食事が終わってもまだ時間が余っているので喫茶店に場所を移し、さらに話は続く。みんなと一緒で本当に良かった、とあらためて思った。もしひとりでここまで来ていたら、こうしてみんなと思いを共有することもなく、発散できないまま、哀しみに深くとらわれて鬱々としてしまっていたと思う。

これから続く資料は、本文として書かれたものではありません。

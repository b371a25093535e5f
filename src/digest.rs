use crate::error::*;
use regex::Regex;
use sha2::{Digest as _, Sha256};
use std::fmt;

/// Digest of contents
///
/// Digest is defined in [OCI image spec](https://github.com/opencontainers/image-spec/blob/v1.0.1/descriptor.md#digests)
/// as a string satisfies following EBNF:
///
/// ```text
/// digest                ::= algorithm ":" encoded
/// algorithm             ::= algorithm-component (algorithm-separator algorithm-component)*
/// algorithm-component   ::= [a-z0-9]+
/// algorithm-separator   ::= [+._-]
/// encoded               ::= [a-zA-Z0-9=_-]+
/// ```
///
/// `sha256` digests are further restricted to 64 lowercase hex characters.
#[derive(Debug, Clone, PartialEq, Eq, Hash)]
pub struct Digest {
    pub algorithm: String,
    pub encoded: String,
}

lazy_static::lazy_static! {
    static ref ALGORITHM_RE: Regex = Regex::new(r"^[a-z0-9]+([+._-][a-z0-9]+)*$").unwrap();
    static ref ENCODED_RE: Regex = Regex::new(r"^[a-zA-Z0-9=_-]+$").unwrap();
    static ref SHA256_RE: Regex = Regex::new(r"^[a-f0-9]{64}$").unwrap();
}

impl fmt::Display for Digest {
    fn fmt(&self, f: &mut fmt::Formatter<'_>) -> fmt::Result {
        write!(f, "{}:{}", self.algorithm, self.encoded)
    }
}

impl Digest {
    pub fn new(input: &str) -> Result<Self> {
        let err = || Error::InvalidDigest(input.to_string());
        let (algorithm, encoded) = input.split_once(':').ok_or_else(err)?;
        if !ALGORITHM_RE.is_match(algorithm) || !ENCODED_RE.is_match(encoded) {
            return Err(err());
        }
        if algorithm == "sha256" && !SHA256_RE.is_match(encoded) {
            return Err(err());
        }
        Ok(Digest {
            algorithm: algorithm.to_string(),
            encoded: encoded.to_string(),
        })
    }

    /// Calc digest using SHA-256 algorithm
    pub fn from_buf_sha256(buf: &[u8]) -> Self {
        let hash = Sha256::digest(buf);
        let digest = base16ct::lower::encode_string(&hash);
        Self {
            algorithm: "sha256".to_string(),
            encoded: digest,
        }
    }
}
//! Registry backend based on [OCI distribution specification](https://github.com/opencontainers/distribution-spec)

mod auth;
mod client;
mod descriptor;

pub use auth::AuthChallenge;
pub use client::{HttpRegistry, CATALOG_PAGE_SIZE};
pub use descriptor::*;
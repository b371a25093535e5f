//! Capabilities shared by every backend

use crate::{distribution::ImageDescriptor, error::*};

/// Pull and remove single images
///
/// Implemented by [`crate::HttpRegistry`], [`crate::DaemonBackend`] and
/// [`crate::RuntimeBackend`]. Every call blocks until it is done.
pub trait ImageRegistry {
    /// Pull `reference` and return an identifier of the pulled image within the backend
    fn pull(&self, reference: &str) -> Result<String>;

    /// Remove the image identified by `id`
    ///
    /// Fails with [`Error::NotFound`] when there is no such image.
    fn remove(&self, id: &str) -> Result<()>;
}

/// Registry introspection, only available when talking to a registry directly
pub trait RegistryIntrospection: ImageRegistry {
    /// Manifest of `reference`
    fn get_repo(&self, reference: &str) -> Result<ImageDescriptor>;

    /// Tags of the repository `reference` belongs to, in the order the registry reports them
    fn get_repo_tags(&self, reference: &str) -> Result<Vec<String>>;

    /// Every repository of the registry at `address`
    fn get_repos(&self, address: &str) -> Result<Vec<String>>;
}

行きも帰りもフライトは順調で、6時すぎに羽田着。足がほとんど限界なので、少しでも歩かずに済むようにリムジンバスで帰ることにして、こんなに痛い靴をもう二度と履くことはないだろうから、とカカトをつぶしてスリッパ状にしてしまった。歩きにくいけど痛いよりはずっといい。リムジンバスの中では爆睡してしまった。8時ちょっと前に最寄り駅に到着。もう夜だから、誰も人の足元なんて見てない見てない。家に着いて、靴を脱いだ時の解放感! 両足ともに小指がジンジン痛かった。


はぁぁぁぁぁ〜っ。喪服を着替え、ひとまず珈琲を入れて、ソファーにへたりこむ。しばし放心状態。美しかった彼女のあの肉体がもうこの世に存在しないのだと思うと切なくて、また少し泣いた。


どうぞ、どうぞ安らかに。合掌…。